#### [ABOUT THIS TASK]
In the entries below, every line with the string "around" is to be reported.

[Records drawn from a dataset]
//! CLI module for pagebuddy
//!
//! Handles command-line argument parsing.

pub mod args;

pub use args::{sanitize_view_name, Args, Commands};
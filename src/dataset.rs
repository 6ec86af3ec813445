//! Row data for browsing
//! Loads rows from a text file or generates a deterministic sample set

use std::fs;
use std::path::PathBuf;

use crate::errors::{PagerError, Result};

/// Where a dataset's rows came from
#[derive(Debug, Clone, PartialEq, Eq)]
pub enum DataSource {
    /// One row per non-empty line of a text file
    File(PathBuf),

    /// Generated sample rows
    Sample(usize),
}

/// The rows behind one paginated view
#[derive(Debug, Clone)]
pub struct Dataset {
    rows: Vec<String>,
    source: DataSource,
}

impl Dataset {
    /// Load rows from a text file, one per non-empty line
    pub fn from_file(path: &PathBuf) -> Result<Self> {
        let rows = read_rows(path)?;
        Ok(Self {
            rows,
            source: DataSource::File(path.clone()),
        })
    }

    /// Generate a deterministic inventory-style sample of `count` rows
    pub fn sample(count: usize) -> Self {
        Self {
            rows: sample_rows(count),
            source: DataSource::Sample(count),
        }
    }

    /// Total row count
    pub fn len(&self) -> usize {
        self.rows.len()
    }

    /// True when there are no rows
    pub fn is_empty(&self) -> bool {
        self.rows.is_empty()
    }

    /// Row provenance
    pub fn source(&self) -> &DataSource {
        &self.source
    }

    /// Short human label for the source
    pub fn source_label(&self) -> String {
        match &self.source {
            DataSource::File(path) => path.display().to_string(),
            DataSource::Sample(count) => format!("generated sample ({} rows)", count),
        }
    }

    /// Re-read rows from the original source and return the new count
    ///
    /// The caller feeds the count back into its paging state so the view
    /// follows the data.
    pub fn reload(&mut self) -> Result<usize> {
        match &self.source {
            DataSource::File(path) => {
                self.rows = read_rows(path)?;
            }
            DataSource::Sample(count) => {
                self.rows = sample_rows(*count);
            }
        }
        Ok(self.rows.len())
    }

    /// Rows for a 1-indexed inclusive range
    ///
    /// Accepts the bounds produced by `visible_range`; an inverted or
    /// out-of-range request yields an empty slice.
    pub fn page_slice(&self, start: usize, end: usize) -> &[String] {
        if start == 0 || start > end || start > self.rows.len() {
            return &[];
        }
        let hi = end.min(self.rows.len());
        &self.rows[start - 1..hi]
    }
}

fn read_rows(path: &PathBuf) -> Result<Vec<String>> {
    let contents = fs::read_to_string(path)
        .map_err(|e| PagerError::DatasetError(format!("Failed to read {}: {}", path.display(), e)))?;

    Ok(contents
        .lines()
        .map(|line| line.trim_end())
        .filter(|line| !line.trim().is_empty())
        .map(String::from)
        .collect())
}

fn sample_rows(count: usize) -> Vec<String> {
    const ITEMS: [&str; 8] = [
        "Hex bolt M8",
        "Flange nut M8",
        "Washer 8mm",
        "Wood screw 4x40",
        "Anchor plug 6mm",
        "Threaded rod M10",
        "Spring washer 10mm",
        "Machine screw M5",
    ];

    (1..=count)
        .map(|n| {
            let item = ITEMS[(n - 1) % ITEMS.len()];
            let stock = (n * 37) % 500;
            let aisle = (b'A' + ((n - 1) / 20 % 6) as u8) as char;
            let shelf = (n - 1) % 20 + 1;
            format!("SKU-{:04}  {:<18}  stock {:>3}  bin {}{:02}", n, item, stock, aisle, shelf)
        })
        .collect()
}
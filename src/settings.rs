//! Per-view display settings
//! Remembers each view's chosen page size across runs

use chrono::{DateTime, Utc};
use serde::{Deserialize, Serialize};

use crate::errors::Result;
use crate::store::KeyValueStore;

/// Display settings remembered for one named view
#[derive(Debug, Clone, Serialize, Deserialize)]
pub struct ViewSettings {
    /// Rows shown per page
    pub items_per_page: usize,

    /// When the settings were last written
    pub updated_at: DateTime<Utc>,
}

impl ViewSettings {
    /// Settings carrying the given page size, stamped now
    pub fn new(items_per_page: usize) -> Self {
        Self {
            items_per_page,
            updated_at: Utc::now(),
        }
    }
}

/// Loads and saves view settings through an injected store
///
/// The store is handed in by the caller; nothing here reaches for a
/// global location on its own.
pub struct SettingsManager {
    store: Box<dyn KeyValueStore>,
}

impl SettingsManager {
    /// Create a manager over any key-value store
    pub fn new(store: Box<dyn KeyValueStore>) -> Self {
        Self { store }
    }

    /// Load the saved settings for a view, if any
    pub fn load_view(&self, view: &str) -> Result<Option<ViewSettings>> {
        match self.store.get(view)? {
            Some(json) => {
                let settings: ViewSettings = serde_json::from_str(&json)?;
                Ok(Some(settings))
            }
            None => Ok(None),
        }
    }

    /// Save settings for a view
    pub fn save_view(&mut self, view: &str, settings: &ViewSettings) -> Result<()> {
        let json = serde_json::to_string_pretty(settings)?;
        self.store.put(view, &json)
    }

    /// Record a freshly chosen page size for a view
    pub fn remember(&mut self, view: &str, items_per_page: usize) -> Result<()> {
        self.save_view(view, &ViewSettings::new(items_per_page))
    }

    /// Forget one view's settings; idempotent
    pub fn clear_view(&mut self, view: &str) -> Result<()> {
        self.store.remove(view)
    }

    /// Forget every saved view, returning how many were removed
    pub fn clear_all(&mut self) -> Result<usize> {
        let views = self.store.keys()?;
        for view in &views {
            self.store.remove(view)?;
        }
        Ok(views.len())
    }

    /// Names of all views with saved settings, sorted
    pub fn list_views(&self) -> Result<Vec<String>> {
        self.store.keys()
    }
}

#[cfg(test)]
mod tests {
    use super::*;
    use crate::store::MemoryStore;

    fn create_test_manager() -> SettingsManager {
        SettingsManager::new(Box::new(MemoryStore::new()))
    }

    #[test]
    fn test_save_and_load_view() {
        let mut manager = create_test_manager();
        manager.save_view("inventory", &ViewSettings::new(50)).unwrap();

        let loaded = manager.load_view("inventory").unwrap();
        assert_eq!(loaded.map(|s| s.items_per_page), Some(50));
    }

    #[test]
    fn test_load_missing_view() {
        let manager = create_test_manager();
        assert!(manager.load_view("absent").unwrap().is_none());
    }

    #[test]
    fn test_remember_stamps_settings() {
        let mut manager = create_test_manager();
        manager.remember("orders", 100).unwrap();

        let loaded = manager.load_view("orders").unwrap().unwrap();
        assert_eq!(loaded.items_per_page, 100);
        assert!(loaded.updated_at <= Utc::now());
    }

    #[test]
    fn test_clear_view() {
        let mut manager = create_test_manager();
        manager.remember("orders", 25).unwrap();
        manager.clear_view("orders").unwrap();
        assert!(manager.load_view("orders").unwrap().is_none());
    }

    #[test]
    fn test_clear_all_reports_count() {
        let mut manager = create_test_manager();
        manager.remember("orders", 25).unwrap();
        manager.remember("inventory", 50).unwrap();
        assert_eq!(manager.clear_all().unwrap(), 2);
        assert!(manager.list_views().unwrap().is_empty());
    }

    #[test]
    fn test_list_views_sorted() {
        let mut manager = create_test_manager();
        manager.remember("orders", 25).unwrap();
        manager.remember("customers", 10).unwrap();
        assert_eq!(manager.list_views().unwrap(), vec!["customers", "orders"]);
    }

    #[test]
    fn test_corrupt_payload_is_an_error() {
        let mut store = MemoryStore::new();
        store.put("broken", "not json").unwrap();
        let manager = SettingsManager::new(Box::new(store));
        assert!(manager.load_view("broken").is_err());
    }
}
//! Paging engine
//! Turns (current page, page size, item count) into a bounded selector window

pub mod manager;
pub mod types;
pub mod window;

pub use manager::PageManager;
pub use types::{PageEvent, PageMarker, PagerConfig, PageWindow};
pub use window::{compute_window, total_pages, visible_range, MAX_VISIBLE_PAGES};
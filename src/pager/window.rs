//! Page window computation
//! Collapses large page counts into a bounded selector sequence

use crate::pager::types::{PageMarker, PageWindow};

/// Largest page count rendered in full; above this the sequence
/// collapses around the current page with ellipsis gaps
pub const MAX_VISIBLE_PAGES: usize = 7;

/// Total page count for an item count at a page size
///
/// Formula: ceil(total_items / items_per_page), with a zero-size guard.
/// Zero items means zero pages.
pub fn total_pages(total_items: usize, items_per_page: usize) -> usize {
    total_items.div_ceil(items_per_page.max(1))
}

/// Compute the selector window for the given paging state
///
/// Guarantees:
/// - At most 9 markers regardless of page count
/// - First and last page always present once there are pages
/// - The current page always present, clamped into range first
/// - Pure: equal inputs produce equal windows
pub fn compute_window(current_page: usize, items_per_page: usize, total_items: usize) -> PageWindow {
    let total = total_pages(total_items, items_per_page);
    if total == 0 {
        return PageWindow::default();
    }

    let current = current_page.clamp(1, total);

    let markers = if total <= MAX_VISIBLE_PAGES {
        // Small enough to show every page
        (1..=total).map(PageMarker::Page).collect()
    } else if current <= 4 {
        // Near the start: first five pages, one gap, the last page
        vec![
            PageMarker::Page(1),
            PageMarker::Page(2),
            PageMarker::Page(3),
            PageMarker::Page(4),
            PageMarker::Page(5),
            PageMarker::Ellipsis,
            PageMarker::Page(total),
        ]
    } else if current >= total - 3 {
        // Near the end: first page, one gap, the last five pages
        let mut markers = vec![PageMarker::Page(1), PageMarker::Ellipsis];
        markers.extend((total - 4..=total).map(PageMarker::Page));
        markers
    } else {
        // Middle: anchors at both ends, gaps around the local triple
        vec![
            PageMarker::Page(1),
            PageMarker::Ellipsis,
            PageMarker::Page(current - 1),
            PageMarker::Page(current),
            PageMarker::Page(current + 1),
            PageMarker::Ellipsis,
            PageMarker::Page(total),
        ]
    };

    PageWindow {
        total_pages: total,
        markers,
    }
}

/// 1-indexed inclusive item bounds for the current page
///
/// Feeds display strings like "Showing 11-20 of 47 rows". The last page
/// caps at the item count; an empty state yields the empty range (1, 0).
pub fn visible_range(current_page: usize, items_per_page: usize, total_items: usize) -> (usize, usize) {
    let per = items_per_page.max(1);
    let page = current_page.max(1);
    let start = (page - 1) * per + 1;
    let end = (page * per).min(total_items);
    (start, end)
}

#### [SOLUTION FOR THIS TASK]
/// collapses around the current page with ellipsis gaps
        // Middle: anchors at both ends, gaps around the local triple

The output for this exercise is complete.